Suomalainen Olli Pekka, Martinez-Majander Nicolas, Broman Jenna, Mannismäki Laura, Aro Aapo, Curtze Sami, Pakarinen Sami, Lehto Mika, Putaala Jukka
Departments of Neurology, Helsinki University Hospital, University of Helsinki, Haartmaninkatu 4, P.O. Box 340, 00290 Helsinki, Finland.
Departments of Cardiology, Helsinki University Hospital, University of Helsinki, 00290 Helsinki, Finland.
J Clin Med. 2023 Dec 20;13(1):30. doi: 10.3390/jcm13010030.
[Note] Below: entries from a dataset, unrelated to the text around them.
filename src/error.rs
use thiserror::Error;

/// Every failure a workbook operation can report.
///
/// Errors are local to one operation. Nothing is retried: a cell edit that grows the
/// table is not safe to replay blindly.
#[derive(Debug, Error)]
pub enum SheetError {
    /// The bytes are not a workbook, or the workbook has no sheets.
    #[error("failed to parse workbook: {0}")]
    Parse(String),

    /// The requested sheet name is not part of the document.
    #[error("sheet not found: {0}")]
    UnknownSheet(String),

    /// The file identifier is not (or no longer) held by the store.
    #[error("file not found: {0}")]
    NotFound(String),

    /// Negative or out-of-grid cell coordinates.
    #[error("invalid cell coordinates ({row}, {col}): {reason}")]
    Index { row: i64, col: i64, reason: String },

    /// Encoding or writing the exported workbook failed.
    #[error("failed to export workbook: {0}")]
    Serialize(String),

    /// The upload was rejected before parsing (wrong extension, missing file part).
    #[error("unsupported upload: {0}")]
    Unsupported(String),
}

impl SheetError {
    pub fn parse(msg: impl Into<String>) -> Self {
        SheetError::Parse(msg.into())
    }

    pub fn serialize(msg: impl Into<String>) -> Self {
        SheetError::Serialize(msg.into())
    }

    pub fn index(row: i64, col: i64, reason: impl Into<String>) -> Self {
        SheetError::Index {
            row,
            col,
            reason: reason.into(),
        }
    }
}

impl From<calamine::Error> for SheetError {
    fn from(e: calamine::Error) -> Self {
        SheetError::Parse(e.to_string())
    }
}

impl From<rust_xlsxwriter::XlsxError> for SheetError {
    fn from(e: rust_xlsxwriter::XlsxError) -> Self {
        SheetError::Serialize(e.to_string())
    }
}

pub type Result<T> = std::result::Result<T, SheetError>;
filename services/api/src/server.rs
use crate::cli::ServeArgs;
use crate::infra::{AppState, PipelineStore};
use crate::routes::with_pipeline_routes;
use applicant_pipeline::config::AppConfig;
use applicant_pipeline::error::AppError;
use applicant_pipeline::telemetry;
use applicant_pipeline::workflows::applicants::ApplicantPipelineService;
use axum::Extension;
use axum_prometheus::PrometheusMetricLayer;
use std::sync::atomic::Ordering;
use std::sync::Arc;
use tracing::info;

pub(crate) async fn run(mut args: ServeArgs) -> Result<(), AppError> {
    let mut config = AppConfig::load()?;

    if let Some(host) = args.host.take() {
        config.server.host = host;
    }
    if let Some(port) = args.port.take() {
        config.server.port = port;
    }

    telemetry::init(&config.telemetry)?;

    let (prometheus_layer, prometheus_handle) = PrometheusMetricLayer::pair();
    let readiness_flag = Arc::new(std::sync::atomic::AtomicBool::new(false));
    let app_state = AppState {
        readiness: readiness_flag.clone(),
        metrics: Arc::new(prometheus_handle),
    };

    let store = Arc::new(PipelineStore::open(config.store.snapshot_path.as_deref())?);
    info!(store = %store.describe(), "record store opened");
    let pipeline_service = Arc::new(ApplicantPipelineService::new(
        store,
        config.shortlist.clone(),
    ));

    let app = with_pipeline_routes(pipeline_service)
        .layer(Extension(app_state))
        .layer(prometheus_layer);

    let addr = config.server.socket_addr()?;
    let listener = tokio::net::TcpListener::bind(addr).await?;
    readiness_flag.store(true, Ordering::Release);

    info!(?config.environment, %addr, "applicant pipeline ready");

    axum::serve(listener, app).await?;
    Ok(())
}
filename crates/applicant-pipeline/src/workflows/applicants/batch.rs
use std::fmt::Display;

use serde::Serialize;
use tracing::{error, info};

use super::store::{Record, RecordId};

#[derive(Debug, Clone, Copy, PartialEq, Eq, Serialize)]
#[serde(rename_all = "snake_case")]
pub enum ItemStatus {
    Completed,
    Skipped,
    Failed,
}

#[derive(Debug, Clone, PartialEq, Eq, Serialize)]
pub struct BatchItem {
    pub record_id: RecordId,
    pub status: ItemStatus,
    /// Outcome label, or the error message for failed items.
    pub detail: String,
}

/// Per-applicant results of a batch run. One failing item never stops the others.
#[derive(Debug, Clone, Default, PartialEq, Eq, Serialize)]
pub struct BatchReport {
    pub job: String,
    pub completed: usize,
    pub skipped: usize,
    pub failed: usize,
    pub items: Vec<BatchItem>,
}

impl BatchReport {
    pub fn new(job: impl Into<String>) -> Self {
        Self {
            job: job.into(),
            ..Self::default()
        }
    }

    pub fn total(&self) -> usize {
        self.items.len()
    }

    pub fn push(&mut self, record_id: RecordId, status: ItemStatus, detail: impl Into<String>) {
        match status {
            ItemStatus::Completed => self.completed += 1,
            ItemStatus::Skipped => self.skipped += 1,
            ItemStatus::Failed => self.failed += 1,
        }
        self.items.push(BatchItem {
            record_id,
            status,
            detail: detail.into(),
        });
    }

    pub fn item(&self, record_id: &RecordId) -> Option<&BatchItem> {
        self.items.iter().find(|item| &item.record_id == record_id)
    }
}

/// Runs `process` over a snapshot of applicants, recording each result or error.
pub(crate) fn run_batch<F, E>(job: &str, applicants: &[Record], mut process: F) -> BatchReport
where
    F: FnMut(&Record) -> Result<(ItemStatus, &'static str), E>,
    E: Display,
{
    let mut report = BatchReport::new(job);

    for applicant in applicants {
        match process(applicant) {
            Ok((status, label)) => report.push(applicant.id.clone(), status, label),
            Err(err) => {
                error!(job, record_id = %applicant.id, error = %err, "batch item failed");
                report.push(applicant.id.clone(), ItemStatus::Failed, err.to_string());
            }
        }
    }

    info!(
        job,
        total = report.total(),
        completed = report.completed,
        skipped = report.skipped,
        failed = report.failed,
        "batch finished"
    );
    report
}

#[cfg(test)]
mod tests {
    use super::*;
    use crate::workflows::applicants::store::Fields;

    #[test]
    fn failures_are_isolated_per_item() {
        let applicants: Vec<Record> = ["rec1", "rec2", "rec3"]
            .into_iter()
            .map(|id| Record::new(RecordId::new(id), Fields::new()))
            .collect();

        let report = run_batch("test", &applicants, |record| match record.id.as_str() {
            "rec2" => Err("boom"),
            "rec3" => Ok((ItemStatus::Skipped, "skipped")),
            _ => Ok((ItemStatus::Completed, "projected")),
        });

        assert_eq!(report.total(), 3);
        assert_eq!((report.completed, report.skipped, report.failed), (1, 1, 1));
        let failed = report.item(&RecordId::new("rec2")).expect("item");
        assert_eq!(failed.status, ItemStatus::Failed);
        assert_eq!(failed.detail, "boom");
    }
}
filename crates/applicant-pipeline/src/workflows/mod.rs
pub mod applicants;
pub mod intake;
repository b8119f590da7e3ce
mod common;
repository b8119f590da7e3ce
use chrono::NaiveDate;
use serde::{Deserialize, Serialize};

use super::super::domain::{ApplicantDocument, CurrencyCode, ExperienceEntry};

const DAYS_PER_MONTH: f64 = 30.0;

/// Ordered alias table; the first class with a matching alias wins.
const LOCATION_CLASSES: &[(&str, &[&str])] = &[
    ("USA", &["UNITED STATES", "USA", "US"]),
    ("CANADA", &["CANADA"]),
    ("UK", &["UNITED KINGDOM", "BRITAIN", "UK"]),
    ("GERMANY", &["GERMANY", "DEUTSCHLAND"]),
    ("INDIA", &["INDIA"]),
];

/// Multipliers into USD. Codes outside the table convert at par.
const CURRENCY_FACTORS: &[(&str, f64)] = &[
    ("USD", 1.0),
    ("EUR", 1.1),
    ("GBP", 1.25),
    ("INR", 0.012),
    ("CAD", 0.75),
];

/// Values the shortlist rule is evaluated on.
#[derive(Debug, Clone, PartialEq, Serialize, Deserialize)]
pub struct DerivedMetrics {
    /// `None` when no experience entry carries a start date.
    pub tenure_years: Option<f64>,
    pub location_class: Option<String>,
    /// Preferred rate in USD, `None` when no preferred rate was given.
    pub reference_rate: Option<f64>,
    pub currency: CurrencyCode,
}

impl DerivedMetrics {
    pub fn from_document(document: &ApplicantDocument, as_of: NaiveDate) -> Self {
        let salary = document.salary.as_ref();
        let currency = salary
            .and_then(|salary| salary.currency.clone())
            .unwrap_or_default();

        Self {
            tenure_years: tenure_years(&document.experience, as_of),
            location_class: document
                .personal
                .as_ref()
                .and_then(|personal| personal.location.as_deref())
                .and_then(classify_location),
            reference_rate: salary
                .and_then(|salary| salary.preferred_rate)
                .map(|rate| reference_rate(rate, &currency)),
            currency,
        }
    }
}

/// Sums every dated entry as `days / 30` months and converts to years. Open entries run to
/// `as_of`; entries ending before they start count as zero.
pub fn tenure_years(entries: &[ExperienceEntry], as_of: NaiveDate) -> Option<f64> {
    let mut dated = false;
    let mut months = 0.0;

    for entry in entries {
        let Some(start) = entry.start_date else {
            continue;
        };
        dated = true;
        let end = entry.end_date.unwrap_or(as_of);
        let days = (end - start).num_days().max(0) as f64;
        months += days / DAYS_PER_MONTH;
    }

    dated.then_some(months / 12.0)
}

/// Canonical location bucket for free text, or the upper-cased input when no alias matches.
/// Aliases match anywhere in the text, in table order.
pub fn classify_location(location: &str) -> Option<String> {
    let normalized = location.trim().to_uppercase();
    if normalized.is_empty() {
        return None;
    }

    let class = LOCATION_CLASSES
        .iter()
        .find(|(_, aliases)| aliases.iter().any(|alias| normalized.contains(alias)))
        .map(|(class, _)| class.to_string())
        .unwrap_or(normalized);

    Some(class)
}

pub fn conversion_factor(currency: &CurrencyCode) -> f64 {
    CURRENCY_FACTORS
        .iter()
        .find(|(code, _)| code.eq_ignore_ascii_case(currency.as_str()))
        .map(|(_, factor)| *factor)
        .unwrap_or(1.0)
}

pub fn reference_rate(rate: f64, currency: &CurrencyCode) -> f64 {
    rate * conversion_factor(currency)
}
Atrial fibrillation (AF) is the most common sustained arrythmia and one of the strongest risk factors and causal mechanisms of ischemic stroke (IS). Acute IS due to AF tends to be more severe than with other etiology of IS and patients with treated AF have reported to experience worse outcomes after endovascular treatment compared with patients without AF. As cardioembolism accounts for more than a fifth of ISs and the risk of future stroke can be mitigated with effective anticoagulation, which has been shown to be effective and safe in patients with paroxysmal or sustained AF, the screening of patients with cryptogenic IS (CIS) for AF is paramount. Embolic stroke of undetermined source (ESUS) is a subtype of CIS with a high likelihood of cardioembolism. The European Stroke Organization and European Society of Cardiology guidelines recommend at least 72 h of screening when AF is suspected. The longer the screening and the earlier the time point after acute IS, the more likely the AF paroxysm is found. Several methods are available for short-term screening of AF, including in-hospital monitoring and wearable electrocardiogram recorders for home monitoring. Implantable loop monitors provide an effective long-term method to screen patients with high risk of AF after IS and artificial intelligence and convolutional neural networks may enhance the efficacy of AF screening in the future. Direct oral anticoagulants (DOACs) are preferred over vitamin K antagonists in both primary and secondary prevention of IS in AF patients. Recent data from the randomized controlled trials (RCT) also suggest that early initiation of DOAC treatment after acute IS is safe compared to later initiation. Anticoagulation treatment may still predispose for intracranial bleeding, particularly among patients with prior cerebrovascular events. Left atrial appendix closure offers an optional treatment choice for patients with prior intracranial hemorrhage and may offer an alternative to oral anticoagulation even for patients with IS, but these indications await validation in ongoing RCTs. There are still controversies related to the association of found AF paroxysms in CIS patients with prolonged screening, pertaining to the optimal duration of screening and screening strategies with prolonged monitoring techniques in patients with ESUS. In this review, we summarize the current knowledge of epidemiology, screening, and prognosis in AF patients with stroke.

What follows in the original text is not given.